[What you have to do] Your task is to quote the listing below exactly, beginning with its first line and ending on the line bearing "let mut out = String::new();".

[Information supplied]

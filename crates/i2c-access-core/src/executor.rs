//! Transaction execution
//!
//! Drives one plan through a bus backend: open, claim, transfer. Each step's
//! failure is terminal and the bus handle is dropped (closed) on every exit
//! path.

use alloc::string::{String, ToString};

use crate::address::{Address, ClaimMode};
use crate::bus::I2cBus;
use crate::error::{Error, Result};
use crate::plan::TransactionPlan;
use crate::Buffer;

/// Execute `plan` against the bus at `device_path`
///
/// `open` opens the bus node and returns a handle for it. On success the
/// bytes filled into the read message are returned: empty when the plan
/// has no read, exactly the requested length otherwise. An empty plan
/// performs no bus I/O at all.
pub fn execute<B, E, F>(
    open: F,
    device_path: &str,
    address: Address,
    mode: ClaimMode,
    mut plan: TransactionPlan,
) -> Result<Buffer>
where
    B: I2cBus,
    E: core::fmt::Display,
    F: FnOnce(&str) -> core::result::Result<B, E>,
{
    if plan.is_empty() {
        log::debug!("executor: empty plan, skipping bus access");
        return Ok(Buffer::new());
    }

    let mut bus = open(device_path).map_err(|e| Error::DeviceOpenFailed {
        path: device_path.to_string(),
        reason: e.to_string(),
    })?;
    log::debug!("executor: opened {}", device_path);

    bus.claim(address, mode)
        .map_err(|e| Error::AddressClaimFailed {
            address,
            reason: e.to_string(),
        })?;
    log::debug!("executor: claimed {} ({})", address, mode);

    log::debug!(
        "executor: submitting {} message(s) to {}",
        plan.len(),
        address
    );
    bus.transfer(plan.messages_mut())
        .map_err(|e| Error::TransactionFailed(e.to_string()))?;

    drop(bus);
    log::debug!("executor: transaction complete, {} released", device_path);

    Ok(plan.into_read_bytes())
}

/// Human readable summary of a plan, for log output
pub fn describe(plan: &TransactionPlan) -> String {
    use core::fmt::Write;

    let mut out = String::new();
    for (i, msg) in plan.messages().iter().enumerate() {
        if i > 0 {
            out.push_str(", ");
        }
        let _ = write!(out, "{:?} {} byte(s) @ {}", msg.direction(), msg.len(), msg.address());
    }
    if out.is_empty() {
        out.push_str("no messages");
    }
    out
}

#[cfg(test)]
mod tests {
    use super::*;
    use crate::plan::{Direction, ProtocolMessage};
    use crate::request::TransactionSpec;
    use std::cell::Cell;
    use std::rc::Rc;
    use std::vec::Vec;

    /// Step a mock bus should fail at
    #[derive(Clone, Copy, PartialEq)]
    enum FailAt {
        Nothing,
        Claim,
        Transfer,
    }

    struct MockBus {
        fail_at: FailAt,
        claims: Vec<(Address, ClaimMode)>,
        transfers: Vec<Vec<(Direction, usize)>>,
        reply: &'static [u8],
        released: Rc<Cell<bool>>,
    }

    impl MockBus {
        fn new(fail_at: FailAt, released: Rc<Cell<bool>>) -> Self {
            Self {
                fail_at,
                claims: Vec::new(),
                transfers: Vec::new(),
                reply: &[0x01, 0xA3, 0x5A],
                released,
            }
        }
    }

    impl Drop for MockBus {
        fn drop(&mut self) {
            self.released.set(true);
        }
    }

    impl I2cBus for MockBus {
        type Error = &'static str;

        fn claim(&mut self, address: Address, mode: ClaimMode) -> core::result::Result<(), Self::Error> {
            self.claims.push((address, mode));
            if self.fail_at == FailAt::Claim {
                return Err("device or resource busy");
            }
            Ok(())
        }

        fn transfer(&mut self, messages: &mut [ProtocolMessage]) -> core::result::Result<(), Self::Error> {
            self.transfers
                .push(messages.iter().map(|m| (m.direction(), m.len())).collect());
            if self.fail_at == FailAt::Transfer {
                return Err("remote I/O error");
            }
            for msg in messages.iter_mut() {
                if msg.direction() == Direction::Read {
                    let len = msg.len();
                    msg.buffer_mut().copy_from_slice(&self.reply[..len]);
                }
            }
            Ok(())
        }
    }

    fn plan_for(data: &[&str], read: Option<&str>, force: bool) -> (TransactionSpec, TransactionPlan) {
        let spec = TransactionSpec::parse("/dev/i2c-0", "0x68", data, read, force).unwrap();
        let plan = TransactionPlan::build(&spec);
        (spec, plan)
    }

    #[test]
    fn test_write_then_read_forced() {
        let released = Rc::new(Cell::new(false));
        let mut bus = MockBus::new(FailAt::Nothing, released.clone());
        let (spec, plan) = plan_for(&["3"], Some("2"), true);

        let bytes = execute(
            |path: &str| {
                assert_eq!(path, "/dev/i2c-0");
                Ok::<_, &str>(&mut bus)
            },
            spec.device_path(),
            spec.address(),
            spec.claim_mode(),
            plan,
        )
        .unwrap();

        assert_eq!(&bytes[..], &[0x01, 0xA3]);
        assert_eq!(bus.claims, [(spec.address(), ClaimMode::Forced)]);
        assert_eq!(
            bus.transfers,
            [[(Direction::Write, 1), (Direction::Read, 2)]]
        );
    }

    #[test]
    fn test_write_only_returns_no_bytes() {
        let released = Rc::new(Cell::new(false));
        let bus = MockBus::new(FailAt::Nothing, released.clone());
        let (spec, plan) = plan_for(&["1", "184", "255"], None, false);

        let bytes = execute(
            |_: &str| Ok::<_, &str>(bus),
            spec.device_path(),
            spec.address(),
            spec.claim_mode(),
            plan,
        )
        .unwrap();

        assert!(bytes.is_empty());
        assert!(released.get());
    }

    #[test]
    fn test_zero_length_read() {
        let released = Rc::new(Cell::new(false));
        let mut bus = MockBus::new(FailAt::Nothing, released);
        let (spec, plan) = plan_for(&[], Some("0"), false);

        let bytes = execute(
            |_: &str| Ok::<_, &str>(&mut bus),
            spec.device_path(),
            spec.address(),
            spec.claim_mode(),
            plan,
        )
        .unwrap();

        assert!(bytes.is_empty());
        assert_eq!(bus.transfers, [[(Direction::Read, 0)]]);
    }

    #[test]
    fn test_open_failure() {
        let (spec, plan) = plan_for(&["1"], None, false);

        let err = execute(
            |_: &str| Err::<MockBus, _>("No such file or directory"),
            spec.device_path(),
            spec.address(),
            spec.claim_mode(),
            plan,
        )
        .unwrap_err();

        assert_eq!(
            err,
            Error::DeviceOpenFailed {
                path: "/dev/i2c-0".into(),
                reason: "No such file or directory".into(),
            }
        );
        assert!(!err.is_validation());
    }

    #[test]
    fn test_claim_failure_skips_transfer_and_releases() {
        let released = Rc::new(Cell::new(false));
        let bus = MockBus::new(FailAt::Claim, released.clone());
        let (spec, plan) = plan_for(&["1"], Some("1"), false);

        let err = execute(
            |_: &str| Ok::<_, &str>(bus),
            spec.device_path(),
            spec.address(),
            spec.claim_mode(),
            plan,
        )
        .unwrap_err();

        assert!(matches!(err, Error::AddressClaimFailed { address, .. } if address == spec.address()));
        assert!(released.get());
    }

    #[test]
    fn test_transfer_failure_releases() {
        let released = Rc::new(Cell::new(false));
        let bus = MockBus::new(FailAt::Transfer, released.clone());
        let (spec, plan) = plan_for(&["1"], Some("1"), false);

        let err = execute(
            |_: &str| Ok::<_, &str>(bus),
            spec.device_path(),
            spec.address(),
            spec.claim_mode(),
            plan,
        )
        .unwrap_err();

        assert_eq!(err, Error::TransactionFailed("remote I/O error".into()));
        assert!(released.get());
    }

    #[test]
    fn test_empty_plan_never_opens() {
        let (spec, plan) = plan_for(&[], None, false);
        let opened = Cell::new(false);

        let bytes = execute(
            |_: &str| {
                opened.set(true);
                Err::<MockBus, _>("should not open")
            },
            spec.device_path(),
            spec.address(),
            spec.claim_mode(),
            plan,
        )
        .unwrap();

        assert!(bytes.is_empty());
        assert!(!opened.get());
    }

    #[test]
    fn test_describe() {
        let (_, plan) = plan_for(&["3"], Some("1"), false);
        assert_eq!(describe(&plan), "Write 1 byte(s) @ 0x68, Read 1 byte(s) @ 0x68");
        assert_eq!(describe(&TransactionPlan::default()), "no messages");
    }
}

[Response to the task]
filename crates/i2c-access-core/src/executor.rs
//! Transaction execution
//!
//! Drives one plan through a bus backend: open, claim, transfer. Each step's
//! failure is terminal and the bus handle is dropped (closed) on every exit
//! path.

use alloc::string::{String, ToString};

use crate::address::{Address, ClaimMode};
use crate::bus::I2cBus;
use crate::error::{Error, Result};
use crate::plan::TransactionPlan;
use crate::Buffer;

/// Execute `plan` against the bus at `device_path`
///
/// `open` opens the bus node and returns a handle for it. On success the
/// bytes filled into the read message are returned: empty when the plan
/// has no read, exactly the requested length otherwise. An empty plan
/// performs no bus I/O at all.
pub fn execute<B, E, F>(
    open: F,
    device_path: &str,
    address: Address,
    mode: ClaimMode,
    mut plan: TransactionPlan,
) -> Result<Buffer>
where
    B: I2cBus,
    E: core::fmt::Display,
    F: FnOnce(&str) -> core::result::Result<B, E>,
{
    if plan.is_empty() {
        log::debug!("executor: empty plan, skipping bus access");
        return Ok(Buffer::new());
    }

    let mut bus = open(device_path).map_err(|e| Error::DeviceOpenFailed {
        path: device_path.to_string(),
        reason: e.to_string(),
    })?;
    log::debug!("executor: opened {}", device_path);

    bus.claim(address, mode)
        .map_err(|e| Error::AddressClaimFailed {
            address,
            reason: e.to_string(),
        })?;
    log::debug!("executor: claimed {} ({})", address, mode);

    log::debug!(
        "executor: submitting {} message(s) to {}",
        plan.len(),
        address
    );
    bus.transfer(plan.messages_mut())
        .map_err(|e| Error::TransactionFailed(e.to_string()))?;

    drop(bus);
    log::debug!("executor: transaction complete, {} released", device_path);

    Ok(plan.into_read_bytes())
}

/// Human readable summary of a plan, for log output
pub fn describe(plan: &TransactionPlan) -> String {
    use core::fmt::Write;

    let mut out = String::new();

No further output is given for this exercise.